Surrogate WebSockets Alongside Rails
ActionCable is coming to Rails 5 and brings with it the promise of using WebSockets directly in Rails.
Ruby has a notoriously bad concurrency story, and that certainly extends into the realm of WebSockets and pubsub. ActionCable may be suitable for a small number of authenticated sessions, but scaling persistent connections to thousands or tens-of-thousands won’t be easy. That’s all right, the beauty of the internet is that you can mix and match technologies as you see fit!
There are plenty of other languages that your application can lean on to achieve real-time over WebSockets. In the recent past, you may have reached to Node.js for this kind of work, but there is a better option.

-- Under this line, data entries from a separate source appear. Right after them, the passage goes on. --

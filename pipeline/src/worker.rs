//! Background execution of pipeline jobs.
//!
//! A [`PipelineWorker`] owns a [`PointCloudPipeline`] on its own thread. Jobs
//! go in over one channel and [`WorkerEvent`]s come back over another, so a
//! host can poll for progress without blocking. One job runs at a time; a
//! submit while a job is in flight is rejected.

use crate::config::PipelineConfig;
use crate::processor::PointCloudPipeline;
use crate::stage::{Stage, StageOutcome, LOAD, PERSIST};
use cindir_io::PlyEncoding;
use crossbeam::channel::{self, Receiver, Sender};
use rayon::{ThreadPool, ThreadPoolBuilder};
use std::any::Any;
use std::panic::{self, AssertUnwindSafe};
use std::path::PathBuf;
use std::sync::atomic::{AtomicBool, Ordering};
use std::sync::Arc;
use std::thread::{self, JoinHandle};
use std::time::Duration;

#[derive(Debug, Clone, Default)]
pub struct WorkerConfig {
    /// Sleep before every step. Zero in production, used to hold a job open
    /// in tests and demos.
    pub simulated_stage_delay: Duration,
    pub ply_encoding: PlyEncoding,
    /// Size of the worker's own rayon pool. `None` runs jobs on the global
    /// pool.
    pub threads: Option<usize>,
}

impl WorkerConfig {
    /// Output encoding and thread count taken from a pipeline config.
    pub fn from_config(config: &PipelineConfig) -> Self {
        Self {
            ply_encoding: config.output.ply_encoding,
            threads: config.threads,
            ..Self::default()
        }
    }
}

/// Stages to run on the loaded cloud, optionally followed by persistence.
#[derive(Debug, Clone, PartialEq)]
pub struct ProcessRequest {
    pub stages: Vec<Stage>,
    pub continue_on_error: bool,
    pub output: Option<PathBuf>,
}

impl ProcessRequest {
    /// The enabled stages of `config`, persisted to its output directory.
    pub fn from_config(config: &PipelineConfig) -> Self {
        Self {
            stages: config.stages(),
            continue_on_error: config.continue_on_error,
            output: Some(config.output.directory.clone()),
        }
    }
}

#[derive(Debug, Clone, PartialEq)]
pub enum Job {
    Import(PathBuf),
    Process(ProcessRequest),
}

impl Job {
    pub fn kind(&self) -> JobKind {
        match self {
            Job::Import(_) => JobKind::Import,
            Job::Process(_) => JobKind::Process,
        }
    }
}

#[derive(Debug, Clone, Copy, PartialEq, Eq)]
pub enum JobKind {
    Import,
    Process,
}

#[derive(Debug, Clone, PartialEq)]
pub enum WorkerEvent {
    JobStarted(JobKind),
    StageStarted(&'static str),
    StageCompleted {
        stage: &'static str,
        outcome: StageOutcome,
    },
    StageFailed {
        stage: &'static str,
        error: String,
    },
    JobFinished {
        kind: JobKind,
        success: bool,
    },
}

#[derive(Debug, thiserror::Error, PartialEq, Eq)]
pub enum SubmitError {
    #[error("A job is already running")]
    Busy,
    #[error("The worker thread has stopped")]
    Disconnected,
}

enum Command {
    Run(Job),
    Stop,
}

pub struct PipelineWorker {
    tx_cmd: Sender<Command>,
    rx_events: Receiver<WorkerEvent>,
    busy: Arc<AtomicBool>,
    thread_handle: Option<JoinHandle<PointCloudPipeline>>,
}

impl PipelineWorker {
    pub fn new(config: WorkerConfig) -> Self {
        let (tx_cmd, rx_cmd) = channel::unbounded::<Command>();
        let (tx_events, rx_events) = channel::unbounded::<WorkerEvent>();
        let busy = Arc::new(AtomicBool::new(false));

        let busy_clone = Arc::clone(&busy);
        let thread_handle = thread::spawn(move || {
            let pipeline = PointCloudPipeline::new().with_ply_encoding(config.ply_encoding);
            let pool = stage_pool(config.threads);
            worker_thread(
                pipeline,
                pool,
                rx_cmd,
                tx_events,
                busy_clone,
                config.simulated_stage_delay,
            )
        });

        Self {
            tx_cmd,
            rx_events,
            busy,
            thread_handle: Some(thread_handle),
        }
    }

    /// Queues a job, or rejects it while another job is running.
    pub fn submit(&self, job: Job) -> Result<(), SubmitError> {
        if self
            .thread_handle
            .as_ref()
            .map_or(true, JoinHandle::is_finished)
        {
            return Err(SubmitError::Disconnected);
        }
        if self
            .busy
            .compare_exchange(false, true, Ordering::AcqRel, Ordering::Acquire)
            .is_err()
        {
            return Err(SubmitError::Busy);
        }
        if self.tx_cmd.send(Command::Run(job)).is_err() {
            self.busy.store(false, Ordering::Release);
            return Err(SubmitError::Disconnected);
        }
        Ok(())
    }

    pub fn is_busy(&self) -> bool {
        self.busy.load(Ordering::Acquire)
    }

    pub fn try_recv_event(&self) -> Option<WorkerEvent> {
        self.rx_events.try_recv().ok()
    }

    /// Blocks until the next event, `None` once the worker has stopped.
    pub fn recv_event(&self) -> Option<WorkerEvent> {
        self.rx_events.recv().ok()
    }

    pub fn recv_event_timeout(&self, timeout: Duration) -> Option<WorkerEvent> {
        self.rx_events.recv_timeout(timeout).ok()
    }

    /// Waits for the current job, stops the thread and hands back the pipeline.
    pub fn shutdown(mut self) -> Option<PointCloudPipeline> {
        let _ = self.tx_cmd.send(Command::Stop);
        self.thread_handle.take().and_then(|handle| handle.join().ok())
    }
}

impl Default for PipelineWorker {
    fn default() -> Self {
        Self::new(WorkerConfig::default())
    }
}

impl Drop for PipelineWorker {
    fn drop(&mut self) {
        let _ = self.tx_cmd.send(Command::Stop);
        if let Some(handle) = self.thread_handle.take() {
            let _ = handle.join();
        }
    }
}

/// Dedicated pool for the per-point stages, or `None` for the global pool.
///
/// A pool that fails to build falls back to the global one.
fn stage_pool(threads: Option<usize>) -> Option<ThreadPool> {
    let threads = threads?;
    match ThreadPoolBuilder::new()
        .num_threads(threads)
        .thread_name(|i| format!("cindir-stage-{i}"))
        .build()
    {
        Ok(pool) => {
            tracing::debug!(threads = pool.current_num_threads(), "stage pool ready");
            Some(pool)
        }
        Err(e) => {
            tracing::warn!(error = %e, "stage pool unavailable, using the global pool");
            None
        }
    }
}

fn worker_thread(
    mut pipeline: PointCloudPipeline,
    pool: Option<ThreadPool>,
    rx_cmd: Receiver<Command>,
    tx_events: Sender<WorkerEvent>,
    busy: Arc<AtomicBool>,
    delay: Duration,
) -> PointCloudPipeline {
    let emit = |event: WorkerEvent| {
        let _ = tx_events.send(event);
    };

    while let Ok(cmd) = rx_cmd.recv() {
        let job = match cmd {
            Command::Run(job) => job,
            Command::Stop => break,
        };

        let kind = job.kind();
        emit(WorkerEvent::JobStarted(kind));
        let success = match &pool {
            Some(pool) => pool.install(|| run_job(&mut pipeline, job, &emit, delay)),
            None => run_job(&mut pipeline, job, &emit, delay),
        };

        busy.store(false, Ordering::Release);
        emit(WorkerEvent::JobFinished { kind, success });
    }

    pipeline
}

fn panic_message(payload: &(dyn Any + Send)) -> String {
    payload
        .downcast_ref::<&str>()
        .map(|s| s.to_string())
        .or_else(|| payload.downcast_ref::<String>().cloned())
        .unwrap_or_else(|| "unknown panic".to_string())
}

/// Runs one step and reports it. Returns whether it succeeded.
///
/// A panic inside the step is reported as a failure so the job still
/// finishes and the worker stays usable.
fn step(
    name: &'static str,
    emit: &impl Fn(WorkerEvent),
    delay: Duration,
    run: impl FnOnce() -> cindir_core::Result<StageOutcome>,
) -> bool {
    emit(WorkerEvent::StageStarted(name));
    if !delay.is_zero() {
        thread::sleep(delay);
    }
    let result = panic::catch_unwind(AssertUnwindSafe(run)).unwrap_or_else(|payload| {
        let message = panic_message(payload.as_ref());
        tracing::error!(stage = name, %message, "stage panicked");
        Err(cindir_core::Error::InvalidData(format!(
            "stage panicked: {message}"
        )))
    });
    match result {
        Ok(outcome) => {
            emit(WorkerEvent::StageCompleted {
                stage: name,
                outcome,
            });
            true
        }
        Err(e) => {
            emit(WorkerEvent::StageFailed {
                stage: name,
                error: e.to_string(),
            });
            false
        }
    }
}

fn run_job(
    pipeline: &mut PointCloudPipeline,
    job: Job,
    emit: &impl Fn(WorkerEvent),
    delay: Duration,
) -> bool {
    match job {
        Job::Import(path) => step(LOAD, emit, delay, || pipeline.run_load(&path)),
        Job::Process(request) => {
            let mut success = true;
            for stage in &request.stages {
                if !step(stage.name(), emit, delay, || pipeline.run_stage(stage)) {
                    success = false;
                    if !request.continue_on_error {
                        tracing::warn!(stage = stage.name(), "stopping after failed stage");
                        return false;
                    }
                }
            }

            if let Some(dir) = &request.output {
                let persisted = step(PERSIST, emit, delay, || {
                    pipeline.persist(dir).map(StageOutcome::Persisted)
                });
                success &= persisted;
            }
            success
        }
    }
}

Pubsub is by its nature a distributed system, and it’s no secret that Erlang is a superstar in the distributed systems realm. Rather than reach for Erlang directly, we’ll leverage Elixir’s productive tooling to build out a WebSocket microservice.
By using a surrogate microservice, your Rails application remains the authority on business logic. It still handles all database interactions, sending email, and plugs away at the other work Rails excels at — it just doesn’t hold thousands of connections.
Gluing PubSub Together
You may recall from my previous article on service communication with pubsub that it is very easy to publish messages from Ruby. As a refresher, here is the simple Publisher class:
require 'redis'
class Publisher
def publish(channel, message)
Redis.current.publish(channel, message)
end
endThe Rails application will publish score updates whenever data changes:
# from a controller or a background worker
publisher.publish('teams-123-scores', score.to_json)Publishing is the easy part though! So long as you have a consistent naming scheme for channels and serialize your messages, it is very straightforward. What about the Elixir side?
Getting Started With Compatibility
In the Elixir world, Phoenix is an obvious choice for hosting surrogate WebSocket connections. There are two pubsub implementations broadly available for Phoenix: Redis and PG2 (using Erlang’s distributed named process groups).
As it turns out, both modules rely on Erlang encoded terms, so neither are conducive to communication outside the Erlang ecosystem. Developing an alternate pubsub module for Phoenix is beyond the scope of this article. Instead, we’ll build a simple system that allows Ruby and Elixir to communicate over pubsub with a minimal API.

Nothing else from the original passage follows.